You wanna know what I think? You probably don't :biggrin:.

Matt, how proficient are your folks with photo gear? My kids can pretty much count on the Old Man to come through with the gear and the shot; if they handed my Olympus to the Princess of the Exchequer she wouldn't have a clue - even if it was in "P" for Perfect mode. Zoom lenses would add further complications. Even small "real" cameras can be intimidating to those unfamiliar with the kit which will add pressure to your parents' day because, of course, they wouldn't want to disappoint you with poor photos.

If I was the graduate, unless my folks were pros or advanced amateurs, I would pretty much forgo the kit, use point 'n shoots or cell phones (!), order a package of the graduation photos from the University (at a slight markup, available in the Gift Shop as you're leaving), and let my folks enjoy the day without encumbering them with the task of Event Photographers.

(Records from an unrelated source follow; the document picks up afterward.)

//! weft-surface-core: synchronization engine for an embeddable rich-text
//! editing surface, without browser dependencies.
//!
//! This crate provides:
//! - `SurfaceDocument` trait abstracting the editable tree and native commands
//! - `MemoryDocument` - arena-backed implementation for tests and headless hosts
//! - `HostTransport` / `Scheduler` seams for outbound delivery and deferral
//! - `Surface` - the context that owns every component and handles events

pub mod appearance;
pub mod class_list;
pub mod codec;
pub mod commands;
pub mod config;
pub mod document;
pub mod error;
pub mod height;
pub mod host;
pub mod image;
pub mod insert;
pub mod memory;
pub mod observer;
pub mod paste;
pub mod range;
pub mod resize;
pub mod schedule;
pub mod scroll;
pub mod state;
pub mod surface;

pub use appearance::Appearance;
pub use commands::Command;
pub use config::SurfaceConfig;
pub use document::{
    MutationBatch, MutationRecord, NativeRange, Size, SurfaceDocument, ViewportMetrics,
};
pub use error::SurfaceError;
pub use height::HeightScheduler;
pub use host::{HeightChannel, HostTransport, RecordingHost, StateTransport};
pub use image::ImageGeometry;
pub use insert::{ImageInsert, VideoInsert};
pub use memory::{MemoryDocument, NodeId};
pub use paste::{ClipboardPayload, PasteReconciler, PasteState};
pub use range::{NodePath, RangeStore};
pub use schedule::{ManualScheduler, Scheduler, TimerToken};
pub use smol_str::SmolStr;
pub use state::{CommandState, EMPTY_DOCUMENT_HTML, EditorState};
pub use surface::{KeyInput, KeyOutcome, Surface};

I'm just speaking as a parent (or, as the case is, grandparent :eek:); when our oldest graduated Texas A&M I sat back, enjoyed the show and made not a single exposure. I don't remember even having a camera at the graduation. All of the photos came from other relatives carrying point 'n shoots and the photos the University supplied (for a nominal markup, available at the Gift Shop).

Give the folks the day off to enjoy watching their offspring during one of the more momentous occasions of their life; if you must have photos then pick up a couple of point 'n shoots and let 'em shoot whatever the heck they want.

That's what I think.

I warned you that you didn't want to hear it :biggrin: :biggrin: :biggrin:.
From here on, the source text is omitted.